• YOUR INSTRUCTIONS
Filter the lines below, copying only those with the string "state".
[[ THE DATA, beginning ]]
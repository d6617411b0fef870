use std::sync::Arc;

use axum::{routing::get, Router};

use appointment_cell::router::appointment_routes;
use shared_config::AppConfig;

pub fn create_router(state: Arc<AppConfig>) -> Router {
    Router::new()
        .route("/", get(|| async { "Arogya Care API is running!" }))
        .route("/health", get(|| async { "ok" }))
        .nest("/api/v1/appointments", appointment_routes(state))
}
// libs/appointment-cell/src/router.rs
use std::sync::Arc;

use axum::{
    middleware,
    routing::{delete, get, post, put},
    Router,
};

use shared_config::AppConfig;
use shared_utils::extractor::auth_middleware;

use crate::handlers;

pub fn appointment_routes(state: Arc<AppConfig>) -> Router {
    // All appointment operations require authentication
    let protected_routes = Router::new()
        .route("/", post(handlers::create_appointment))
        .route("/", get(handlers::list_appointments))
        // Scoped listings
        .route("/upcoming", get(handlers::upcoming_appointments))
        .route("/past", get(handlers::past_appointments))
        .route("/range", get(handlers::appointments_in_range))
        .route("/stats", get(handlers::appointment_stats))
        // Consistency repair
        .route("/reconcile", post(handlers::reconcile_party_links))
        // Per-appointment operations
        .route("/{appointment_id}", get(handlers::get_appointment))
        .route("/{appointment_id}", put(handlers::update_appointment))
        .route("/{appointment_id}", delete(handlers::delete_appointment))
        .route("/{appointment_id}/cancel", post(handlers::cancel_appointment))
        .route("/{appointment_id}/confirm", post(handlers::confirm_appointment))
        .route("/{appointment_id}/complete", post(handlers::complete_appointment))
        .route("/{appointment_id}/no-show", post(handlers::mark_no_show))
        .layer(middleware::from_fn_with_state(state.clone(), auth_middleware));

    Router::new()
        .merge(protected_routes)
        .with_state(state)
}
[[ THE DATA, end ]]
[[ THE DATA, beginning ]]
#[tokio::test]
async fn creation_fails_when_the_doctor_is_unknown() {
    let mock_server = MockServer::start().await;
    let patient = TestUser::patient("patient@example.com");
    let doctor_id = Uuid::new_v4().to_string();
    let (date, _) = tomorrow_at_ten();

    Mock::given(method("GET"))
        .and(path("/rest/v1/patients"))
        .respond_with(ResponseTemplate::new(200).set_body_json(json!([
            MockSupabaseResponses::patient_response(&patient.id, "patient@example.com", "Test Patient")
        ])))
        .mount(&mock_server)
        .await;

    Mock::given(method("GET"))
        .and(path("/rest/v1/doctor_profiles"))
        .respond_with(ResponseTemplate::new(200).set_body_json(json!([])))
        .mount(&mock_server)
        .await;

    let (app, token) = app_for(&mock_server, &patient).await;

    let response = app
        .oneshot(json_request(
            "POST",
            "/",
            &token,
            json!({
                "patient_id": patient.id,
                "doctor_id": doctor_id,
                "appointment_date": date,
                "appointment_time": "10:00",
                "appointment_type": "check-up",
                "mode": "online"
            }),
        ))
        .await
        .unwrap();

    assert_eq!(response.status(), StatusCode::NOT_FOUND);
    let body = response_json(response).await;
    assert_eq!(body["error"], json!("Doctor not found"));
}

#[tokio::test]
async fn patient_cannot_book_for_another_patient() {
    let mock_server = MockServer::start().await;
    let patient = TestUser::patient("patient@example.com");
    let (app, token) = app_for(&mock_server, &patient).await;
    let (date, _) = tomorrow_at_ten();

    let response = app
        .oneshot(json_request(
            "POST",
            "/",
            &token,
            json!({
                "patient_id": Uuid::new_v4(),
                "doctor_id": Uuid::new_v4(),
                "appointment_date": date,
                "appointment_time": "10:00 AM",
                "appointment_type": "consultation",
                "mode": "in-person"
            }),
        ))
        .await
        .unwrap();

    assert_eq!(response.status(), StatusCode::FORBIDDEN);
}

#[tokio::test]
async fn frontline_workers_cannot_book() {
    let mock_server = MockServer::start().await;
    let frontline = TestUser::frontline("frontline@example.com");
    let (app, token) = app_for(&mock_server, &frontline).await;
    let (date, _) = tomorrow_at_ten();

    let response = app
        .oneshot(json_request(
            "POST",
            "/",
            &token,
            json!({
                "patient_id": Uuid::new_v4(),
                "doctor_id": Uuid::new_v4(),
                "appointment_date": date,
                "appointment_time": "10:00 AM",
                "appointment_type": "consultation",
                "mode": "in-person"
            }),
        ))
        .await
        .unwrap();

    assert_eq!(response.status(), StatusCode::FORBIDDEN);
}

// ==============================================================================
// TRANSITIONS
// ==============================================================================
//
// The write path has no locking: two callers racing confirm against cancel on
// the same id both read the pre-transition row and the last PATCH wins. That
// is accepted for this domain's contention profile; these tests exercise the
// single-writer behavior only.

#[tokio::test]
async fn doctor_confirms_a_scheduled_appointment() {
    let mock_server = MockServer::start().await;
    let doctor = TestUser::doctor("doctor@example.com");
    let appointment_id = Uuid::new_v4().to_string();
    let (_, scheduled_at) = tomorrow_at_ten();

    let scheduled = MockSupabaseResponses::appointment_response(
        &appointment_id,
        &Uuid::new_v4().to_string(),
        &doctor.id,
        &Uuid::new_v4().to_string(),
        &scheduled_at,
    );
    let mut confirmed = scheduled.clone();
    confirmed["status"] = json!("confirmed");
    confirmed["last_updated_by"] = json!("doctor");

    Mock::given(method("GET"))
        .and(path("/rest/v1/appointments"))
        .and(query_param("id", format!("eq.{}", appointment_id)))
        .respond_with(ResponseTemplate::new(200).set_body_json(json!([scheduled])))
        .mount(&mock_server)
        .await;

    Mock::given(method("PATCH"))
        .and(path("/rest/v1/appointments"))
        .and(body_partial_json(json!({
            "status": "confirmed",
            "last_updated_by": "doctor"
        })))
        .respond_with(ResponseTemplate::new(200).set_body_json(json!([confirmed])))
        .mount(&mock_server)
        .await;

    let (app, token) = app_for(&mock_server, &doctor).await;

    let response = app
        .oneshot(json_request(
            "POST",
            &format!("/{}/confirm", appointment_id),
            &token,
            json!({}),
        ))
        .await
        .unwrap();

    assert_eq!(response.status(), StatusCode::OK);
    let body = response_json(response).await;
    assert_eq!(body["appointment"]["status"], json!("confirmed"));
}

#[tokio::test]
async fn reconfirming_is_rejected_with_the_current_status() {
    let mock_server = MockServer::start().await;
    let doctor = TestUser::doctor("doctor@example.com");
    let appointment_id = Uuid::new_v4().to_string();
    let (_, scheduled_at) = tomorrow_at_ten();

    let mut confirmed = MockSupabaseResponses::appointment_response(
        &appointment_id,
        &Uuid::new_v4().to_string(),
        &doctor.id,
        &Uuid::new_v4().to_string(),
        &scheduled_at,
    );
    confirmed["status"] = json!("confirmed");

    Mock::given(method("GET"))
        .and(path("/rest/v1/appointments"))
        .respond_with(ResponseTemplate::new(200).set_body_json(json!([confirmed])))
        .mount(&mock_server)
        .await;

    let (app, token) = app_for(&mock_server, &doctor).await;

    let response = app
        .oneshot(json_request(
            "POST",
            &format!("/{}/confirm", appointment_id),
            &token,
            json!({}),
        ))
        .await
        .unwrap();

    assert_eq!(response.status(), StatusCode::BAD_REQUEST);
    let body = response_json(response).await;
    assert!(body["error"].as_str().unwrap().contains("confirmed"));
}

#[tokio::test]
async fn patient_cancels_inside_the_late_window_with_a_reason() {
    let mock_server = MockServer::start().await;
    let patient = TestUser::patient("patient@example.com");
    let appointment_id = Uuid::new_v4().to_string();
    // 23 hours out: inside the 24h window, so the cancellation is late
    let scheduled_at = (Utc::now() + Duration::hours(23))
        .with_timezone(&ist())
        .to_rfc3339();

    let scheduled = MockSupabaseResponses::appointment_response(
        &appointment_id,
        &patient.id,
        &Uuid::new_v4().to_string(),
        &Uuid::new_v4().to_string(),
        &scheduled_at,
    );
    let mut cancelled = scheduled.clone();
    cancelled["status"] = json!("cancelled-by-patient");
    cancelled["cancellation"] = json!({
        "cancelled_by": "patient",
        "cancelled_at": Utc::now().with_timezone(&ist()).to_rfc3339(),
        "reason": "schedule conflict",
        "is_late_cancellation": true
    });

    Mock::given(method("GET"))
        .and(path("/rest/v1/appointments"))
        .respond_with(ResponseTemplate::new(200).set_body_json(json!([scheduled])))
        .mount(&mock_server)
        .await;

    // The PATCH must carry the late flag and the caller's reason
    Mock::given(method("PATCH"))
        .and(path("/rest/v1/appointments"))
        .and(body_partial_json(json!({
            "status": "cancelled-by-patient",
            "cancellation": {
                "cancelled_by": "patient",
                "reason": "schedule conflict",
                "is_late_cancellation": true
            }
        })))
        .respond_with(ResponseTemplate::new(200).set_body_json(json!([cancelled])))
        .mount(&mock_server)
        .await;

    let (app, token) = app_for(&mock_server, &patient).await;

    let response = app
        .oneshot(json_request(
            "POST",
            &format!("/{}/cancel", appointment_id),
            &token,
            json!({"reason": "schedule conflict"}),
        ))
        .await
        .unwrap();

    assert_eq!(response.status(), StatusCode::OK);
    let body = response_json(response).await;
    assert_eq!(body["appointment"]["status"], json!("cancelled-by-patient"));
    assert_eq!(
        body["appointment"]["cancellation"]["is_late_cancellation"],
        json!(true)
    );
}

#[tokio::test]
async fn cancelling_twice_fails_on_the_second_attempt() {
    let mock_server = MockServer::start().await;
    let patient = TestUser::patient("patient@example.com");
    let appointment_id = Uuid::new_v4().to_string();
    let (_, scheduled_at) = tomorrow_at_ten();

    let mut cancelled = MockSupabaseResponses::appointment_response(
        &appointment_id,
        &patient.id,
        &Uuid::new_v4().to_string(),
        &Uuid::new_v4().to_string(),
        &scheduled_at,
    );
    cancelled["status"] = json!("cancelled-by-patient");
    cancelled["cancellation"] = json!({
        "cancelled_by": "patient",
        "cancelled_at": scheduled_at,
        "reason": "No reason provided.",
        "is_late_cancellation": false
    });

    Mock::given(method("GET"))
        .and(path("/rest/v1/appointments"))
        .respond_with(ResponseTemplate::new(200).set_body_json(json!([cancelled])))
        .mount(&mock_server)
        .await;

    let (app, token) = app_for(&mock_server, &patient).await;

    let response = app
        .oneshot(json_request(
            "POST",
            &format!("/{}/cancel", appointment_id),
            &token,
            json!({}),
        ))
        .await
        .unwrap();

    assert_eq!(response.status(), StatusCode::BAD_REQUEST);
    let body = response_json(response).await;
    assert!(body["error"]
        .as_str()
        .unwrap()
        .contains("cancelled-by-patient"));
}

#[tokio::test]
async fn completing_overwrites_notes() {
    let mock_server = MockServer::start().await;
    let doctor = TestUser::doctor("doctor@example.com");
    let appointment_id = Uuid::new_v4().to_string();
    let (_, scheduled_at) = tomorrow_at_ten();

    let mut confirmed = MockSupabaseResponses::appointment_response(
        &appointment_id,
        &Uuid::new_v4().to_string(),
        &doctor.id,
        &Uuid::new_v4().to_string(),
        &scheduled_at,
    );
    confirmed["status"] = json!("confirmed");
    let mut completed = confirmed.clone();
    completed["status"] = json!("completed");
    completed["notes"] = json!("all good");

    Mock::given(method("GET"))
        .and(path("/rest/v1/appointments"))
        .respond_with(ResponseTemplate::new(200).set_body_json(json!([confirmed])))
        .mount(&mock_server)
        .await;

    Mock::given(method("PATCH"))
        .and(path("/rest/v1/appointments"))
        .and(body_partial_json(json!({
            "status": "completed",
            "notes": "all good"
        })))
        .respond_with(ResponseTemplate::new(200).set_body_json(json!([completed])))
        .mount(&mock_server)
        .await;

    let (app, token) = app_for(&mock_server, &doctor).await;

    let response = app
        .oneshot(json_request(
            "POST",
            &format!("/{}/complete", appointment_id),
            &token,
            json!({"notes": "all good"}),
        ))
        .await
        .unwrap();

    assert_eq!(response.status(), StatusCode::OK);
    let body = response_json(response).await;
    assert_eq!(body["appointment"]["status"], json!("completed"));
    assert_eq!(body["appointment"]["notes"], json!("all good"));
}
[[ THE DATA, end ]]
• ANSWER SPACE
pub fn create_router(state: Arc<AppConfig>) -> Router {
        .nest("/api/v1/appointments", appointment_routes(state))
pub fn appointment_routes(state: Arc<AppConfig>) -> Router {
        .layer(middleware::from_fn_with_state(state.clone(), auth_middleware));
        .with_state(state)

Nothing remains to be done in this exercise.